管理業務主任者試験 令和6年試験 問3

問3

契約の解除に関する次の記述のうち、民法の規定によれば、最も適切なものはどれか。
  1. 委任者は、受任者に不利な時期になる場合や、当該委任契約が受任者の利益(専ら報酬を得ることによるものを除く。)をも目的とする場合には、委任者にやむを得ない事由がない限り、当該契約を解除することができない。
  2. 管理組合が発注した大規模修繕工事契約は、施工会社がその修繕に着手した後は、管理組合の側からは、その損害を賠償しても当該契約を解除することができない。
  3. 管理組合が購入した防災用発電機に契約不適合がある場合に、当該契約不適合部分についての履行の追完請求としての修補請求や代金減額請求はできるが、当該売買契約を解除することはできない。
  4. 管理組合が、第三者に賃貸している敷地上の駐車場に対して行った保存行為が、第三者の意思に反する場合であっても、駐車場の目的を達することができるかぎり、第三者は、当該駐車場賃貸借契約を解除することができない。

正解 4

解説

  1. 不適切。
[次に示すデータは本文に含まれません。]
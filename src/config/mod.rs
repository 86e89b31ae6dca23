//! Configuration loading and validation utilities.

use std::{io::ErrorKind, path::PathBuf};

use clap::Parser;
use serde::Deserialize;
use tokio::fs;
use tracing::{debug, instrument};

use crate::{
    CapacityError,
    chart::ChartKind,
    model::{EmergencyCutMode, RateParameters, StorageAssumptions},
    report::OutputFormat,
    sweep::SweepSettings,
};

/// Document read when `--config` is not given. Missing is fine.
pub const DEFAULT_CONFIG_PATH: &str = "capacity.toml";

/// Command-line arguments used to bootstrap a run.
#[derive(Parser, Debug, Clone, Default)]
#[command(
    author,
    version,
    about = "Closed-form capacity estimates for a bike-sharing fleet"
)]
pub struct CliArgs {
    /// Location of the assumptions document.
    #[arg(long, value_name = "PATH", env = "BIKECAP_CONFIG")]
    pub config: Option<PathBuf>,
    /// Directory receiving the rendered charts.
    #[arg(long, value_name = "DIR", env = "BIKECAP_OUTPUT_DIR")]
    pub output_dir: Option<PathBuf>,
    /// Report encoding printed to stdout.
    #[arg(long, value_enum, env = "BIKECAP_FORMAT")]
    pub format: Option<OutputFormat>,
    /// Charts to render, comma separated.
    #[arg(long = "chart", value_enum, value_delimiter = ',')]
    pub charts: Vec<ChartKind>,
    /// Skip chart rendering entirely.
    #[arg(long, conflicts_with = "charts")]
    pub no_charts: bool,
    /// Hours per day during which trips are requested.
    #[arg(long, value_name = "HOURS", env = "BIKECAP_ACTIVE_HOURS")]
    pub active_hours: Option<f64>,
    /// Trips per day, shared by the rate and storage models.
    #[arg(long, value_name = "TRIPS", env = "BIKECAP_TRIPS_PER_DAY")]
    pub trips_per_day: Option<f64>,
    /// Average trip duration, shared by the rate and storage models.
    #[arg(long, value_name = "MINUTES", env = "BIKECAP_AVG_TRIP_MINUTES")]
    pub avg_trip_minutes: Option<f64>,
    /// Number of bikes in the fleet.
    #[arg(long, value_name = "BIKES", env = "BIKECAP_FLEET_SIZE")]
    pub fleet_size: Option<f64>,
    /// Share of trips on camera-equipped bikes.
    #[arg(long, value_name = "FRACTION", env = "BIKECAP_CAMERA_FRACTION")]
    pub camera_fraction: Option<f64>,
    /// Sizing rule for the emergency clip sent over cellular.
    #[arg(long, value_enum, env = "BIKECAP_EMERGENCY_CUT_MODE")]
    pub emergency_cut_mode: Option<EmergencyCutMode>,
    /// Wait threshold reported alongside the rates.
    #[arg(long, value_name = "MINUTES")]
    pub wait_threshold: Option<f64>,
}

#[derive(Debug, Clone, Default, Deserialize, PartialEq)]
#[serde(default, deny_unknown_fields)]
struct OutputDocument {
    dir: Option<PathBuf>,
    format: Option<OutputFormat>,
    charts: Option<Vec<ChartKind>>,
    wait_threshold_minutes: Option<f64>,
}

/// Parsed assumptions document; every section and field is optional.
#[derive(Debug, Clone, Default, Deserialize, PartialEq)]
#[serde(default, deny_unknown_fields)]
pub struct CapacityDocument {
    rates: RateParameters,
    storage: StorageAssumptions,
    sweeps: SweepSettings,
    output: OutputDocument,
}

impl CapacityDocument {
    pub fn parse(raw: &str) -> Result<Self, CapacityError> {
        toml::from_str(raw)
            .map_err(|err| CapacityError::Config(format!("invalid capacity document: {err}")))
    }
}

/// Where and how results are emitted.
#[derive(Debug, Clone, PartialEq)]
pub struct OutputSettings {
    pub dir: PathBuf,
    pub format: OutputFormat,
    pub charts: Vec<ChartKind>,
    pub wait_threshold_minutes: f64,
}

/// Fully merged configuration set.
#[derive(Debug, Clone)]
pub struct AppConfig {
    pub cli: CliArgs,
    pub rates: RateParameters,
    pub storage: StorageAssumptions,
    pub sweeps: SweepSettings,
    pub output: OutputSettings,
}

impl AppConfig {
    /// Reads the assumptions document and merges CLI overrides on top.
    #[instrument(skip_all)]
    pub async fn load(cli: CliArgs) -> Result<Self, CapacityError> {
        let explicit = cli.config.is_some();
        let path = cli
            .config
            .clone()
            .unwrap_or_else(|| PathBuf::from(DEFAULT_CONFIG_PATH));

        let document = match fs::read_to_string(&path).await {
            Ok(raw) => CapacityDocument::parse(&raw)?,
            Err(err) if !explicit && err.kind() == ErrorKind::NotFound => {
                debug!(path = %path.display(), "no capacity document, using defaults");
                CapacityDocument::default()
            }
            Err(err) => {
                return Err(CapacityError::Config(format!(
                    "failed to read {}: {err}",
                    path.display()
                )));
            }
        };

        Self::from_document(cli, document)
    }

    /// Applies CLI overrides to a parsed document and validates the result.
    pub fn from_document(cli: CliArgs, document: CapacityDocument) -> Result<Self, CapacityError> {
        let CapacityDocument {
            mut rates,
            mut storage,
            sweeps,
            output,
        } = document;

        if let Some(hours) = cli.active_hours {
            rates.active_hours_per_day = hours;
        }
        if let Some(trips) = cli.trips_per_day {
            rates.trips_per_day = trips;
            storage.trips_per_day = trips;
        }
        if let Some(minutes) = cli.avg_trip_minutes {
            rates.avg_trip_minutes = minutes;
            storage.avg_trip_minutes = minutes;
        }
        if let Some(fleet) = cli.fleet_size {
            rates.fleet_size = fleet;
            storage.fleet_size = fleet;
        }
        if let Some(fraction) = cli.camera_fraction {
            storage.camera_fraction = fraction;
        }
        if let Some(mode) = cli.emergency_cut_mode {
            storage.emergency_cut_mode = mode;
        }

        let charts = if cli.no_charts {
            Vec::new()
        } else if !cli.charts.is_empty() {
            cli.charts.clone()
        } else {
            output
                .charts
                .unwrap_or_else(|| ChartKind::DEFAULT_SET.to_vec())
        };
        let wait_threshold_minutes = cli
            .wait_threshold
            .or(output.wait_threshold_minutes)
            .unwrap_or(1.0);
        if !wait_threshold_minutes.is_finite() || wait_threshold_minutes < 0.0 {
            return Err(CapacityError::InvalidParameter(format!(
                "wait threshold must be a non-negative number, got {wait_threshold_minutes}"
            )));
        }

        rates.validate()?;
        storage.validate()?;
        sweeps.validate()?;
        sweeps.base_parameters(&rates).validate()?;

        let output = OutputSettings {
            dir: cli
                .output_dir
                .clone()
                .or(output.dir)
                .unwrap_or_else(|| PathBuf::from(".")),
            format: cli.format.or(output.format).unwrap_or_default(),
            charts,
            wait_threshold_minutes,
        };

        Ok(Self {
            cli,
            rates,
            storage,
            sweeps,
            output,
        })
    }
}
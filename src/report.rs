//! Human-readable and JSON summaries of the computed estimates.

use std::io::Write;

use clap::ValueEnum;
use serde::{Deserialize, Serialize};

use crate::{
    CapacityError,
    model::{
        GIB, KIB, MIB, NonVideoFootprint, RateParameters, RateResult, StorageAssumptions, TIB,
        VideoFootprint, calc_non_video_memory, calc_video_info, compute_rates, prob_more_than_t,
    },
};

/// Output encoding for the printed report.
#[derive(Debug, Clone, Copy, PartialEq, Eq, Default, Serialize, Deserialize, ValueEnum)]
#[serde(rename_all = "lowercase")]
pub enum OutputFormat {
    #[default]
    Text,
    Json,
}

/// Everything a single run computes, in raw units (bytes, seconds, per minute).
#[derive(Debug, Clone, PartialEq, Serialize)]
pub struct CapacityReport {
    pub parameters: RateParameters,
    pub rates: RateResult,
    pub wait_threshold_minutes: f64,
    pub prob_wait_exceeds_threshold: f64,
    pub non_video: NonVideoFootprint,
    pub video: VideoFootprint,
}

impl CapacityReport {
    pub fn build(
        parameters: &RateParameters,
        storage: &StorageAssumptions,
        wait_threshold_minutes: f64,
    ) -> Self {
        let rates = compute_rates(parameters);
        Self {
            parameters: *parameters,
            rates,
            wait_threshold_minutes,
            prob_wait_exceeds_threshold: prob_more_than_t(wait_threshold_minutes, rates.utilization),
            non_video: calc_non_video_memory(storage),
            video: calc_video_info(storage),
        }
    }

    pub fn write_to<W: Write>(&self, out: &mut W, format: OutputFormat) -> Result<(), CapacityError> {
        match format {
            OutputFormat::Text => out.write_all(self.to_text().as_bytes())?,
            OutputFormat::Json => {
                serde_json::to_writer_pretty(&mut *out, self)
                    .map_err(|err| CapacityError::Io(format!("failed to encode report: {err}")))?;
                writeln!(out)?;
            }
        }
        out.flush()?;
        Ok(())
    }

    pub fn to_text(&self) -> String {
        let r = &self.rates;
        let nv = &self.non_video;
        let pv = &self.video.per_video;
        let daily = &self.video.daily;
        let t = &self.video.transfer;
        let saturated = if r.is_saturated() { " (saturated)" } else { "" };

        let mut lines = vec![
            "rate model".to_string(),
            row("arrival rate", format!("{:.4} /min", r.arrival_rate)),
            row("service rate", format!("{:.4} /min", r.service_rate)),
            row("utilization", format!("{:.4}{saturated}", r.utilization)),
            row(
                &format!("P(wait > {} min)", self.wait_threshold_minutes),
                format!("{:.4}", self.prob_wait_exceeds_threshold),
            ),
            "records".to_string(),
            row("user entry", format_bytes(nv.user_entry_bytes)),
            row("bike entry", format_bytes(nv.bike_entry_bytes)),
            row("users table", format_bytes(nv.users_table_bytes)),
            row("bikes table", format_bytes(nv.bikes_table_bytes)),
            row("routes per day", format_bytes(nv.route_bytes_per_day)),
            row("transactions per day", format_bytes(nv.transaction_bytes_per_day)),
            "video per trip".to_string(),
            row("average", format_bytes(pv.average_bytes)),
            row("emergency", format_bytes(pv.emergency_bytes)),
            row("worst case", format_bytes(pv.worst_case_bytes)),
            row("emergency cut", format_bytes(pv.emergency_cut_bytes)),
            "video per day".to_string(),
            row("all trips, worst case", format_bytes(daily.all_trips_worst_case_bytes)),
            row("worst case", format_bytes(daily.worst_case_bytes)),
            row("average", format_bytes(daily.average_bytes)),
            "transfer times".to_string(),
            row("cellular, full emergency", format_seconds(t.cellular_full_emergency_secs)),
            row("cellular, emergency cut", format_seconds(t.cellular_cut_secs)),
            row("station link, worst case", format_seconds(t.station_worst_case_secs)),
            row("station link, average", format_seconds(t.station_average_secs)),
        ];
        lines.push(String::new());
        lines.join("\n")
    }
}

fn row(label: &str, value: String) -> String {
    format!("  {label:<26}{value}")
}

/// Formats a byte count with binary prefixes.
pub fn format_bytes(bytes: f64) -> String {
    let units = [(TIB, "TiB"), (GIB, "GiB"), (MIB, "MiB"), (KIB, "KiB")];
    for (size, unit) in units {
        if bytes.abs() >= size {
            return format!("{:.2} {unit}", bytes / size);
        }
    }
    format!("{bytes:.0} B")
}

/// Formats seconds, adding minutes or hours once they read better.
pub fn format_seconds(secs: f64) -> String {
    if secs >= 3600.0 {
        format!("{secs:.1} s ({:.2} h)", secs / 3600.0)
    } else if secs >= 60.0 {
        format!("{secs:.1} s ({:.1} min)", secs / 60.0)
    } else {
        format!("{secs:.2} s")
    }
}

#[cfg(test)]
mod tests {
    use super::*;

    #[test]
    fn bytes_pick_largest_unit() {
        assert_eq!(format_bytes(40.0), "40 B");
        assert_eq!(format_bytes(1.5 * MIB), "1.50 MiB");
        assert_eq!(format_bytes(3.0 * TIB), "3.00 TiB");
    }

    #[test]
    fn seconds_add_minutes_and_hours() {
        assert_eq!(format_seconds(12.5), "12.50 s");
        assert_eq!(format_seconds(216.0), "216.0 s (3.6 min)");
        assert_eq!(format_seconds(7200.0), "7200.0 s (2.00 h)");
    }

    #[test]
    fn text_report_mentions_each_section() {
        let report = CapacityReport::build(
            &RateParameters::default(),
            &StorageAssumptions::default(),
            1.0,
        );
        let text = report.to_text();
        for section in ["rate model", "records", "video per trip", "video per day", "transfer times"] {
            assert!(text.contains(section), "missing {section}");
        }
        assert!(text.contains("40 B"));
        assert!(!text.contains("saturated"));
    }
}
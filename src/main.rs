//! CLI entry point printing capacity estimates and rendering charts.

use clap::Parser;
use tracing_subscriber::{EnvFilter, layer::SubscriberExt, util::SubscriberInitExt};

#[tokio::main]
async fn main() -> Result<(), Box<dyn std::error::Error>> {
    tracing_subscriber::registry()
        .with(EnvFilter::try_from_default_env().unwrap_or_else(|_| EnvFilter::new("info")))
        .with(tracing_subscriber::fmt::layer().with_writer(std::io::stderr))
        .init();

    let cli = bikecap::config::CliArgs::parse();
    let config = bikecap::config::AppConfig::load(cli).await?;

    if let Err(error) = bikecap::run(config).await {
        tracing::error!(error = %error, "capacity run failed");
        return Err(error.into());
    }

    Ok(())
}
委任は当事者がいつでも解除できます。相手方に不利な時期であったり、受任者の利益も目的とする場合には損害賠償責任を負うに過ぎず、解除できないわけではありません(民651条)。
    委任は、各当事者がいつでもその解除をすることができる。
    2 前項の規定により委任の解除をした者は、次に掲げる場合には、相手方の損害を賠償しなければならない。ただし、やむを得ない事由があったときは、この限りでない。
    一 相手方に不利な時期に委任を解除したとき。
    二 委任者が受任者の利益(専ら報酬を得ることによるものを除く。)をも目的とする委任を解除したとき。
  2. 不適切。請負契約では、仕事完成前であれば注文者は損害を賠償していつでも解除できます(民641条)。大規模修繕工事契約は請負に当たるため、損害を賠償すれば施工の着手後であっても解除することができます。
    請負人が仕事を完成しない間は、注文者は、いつでも損害を賠償して契約の解除をすることができる。
  3. 不適切。請負人の担保責任である、追完請求、代金減額請求、契約の解除および損害賠償請求の各権利は、それぞれ独立した権利であるため、併せて請求することができます。ただし、代金減額は追完請求を行った後でなければ請求できません(民564条)。
    前二条の規定は、第四百十五条の規定による損害賠償の請求並びに第五百四十一条及び第五百四十二条の規定による解除権の行使を妨げない。
  4. [適切]。賃貸人が賃貸物の保存に必要な行為を行おうとする場合、賃借人はこれを受忍する義務があります(民606条2項)。ただし、保存行為が賃借人の意思に反して行われ、そのために賃借した目的が達成できなくなる場合には、賃借人は解約解除することができます(民607条)。したがって、「目的を達することができるかぎり・・・解除できない」とする本肢は適切です。
    賃貸人が賃貸物の保存に必要な行為をしようとするときは、賃借人は、これを拒むことができない。
    賃貸人が賃借人の意思に反して保存行為をしようとする場合において、そのために賃借人が賃借をした目的を達することができなくなるときは、賃借人は、契約の解除をすることができる。
したがって適切な記述は[4]です。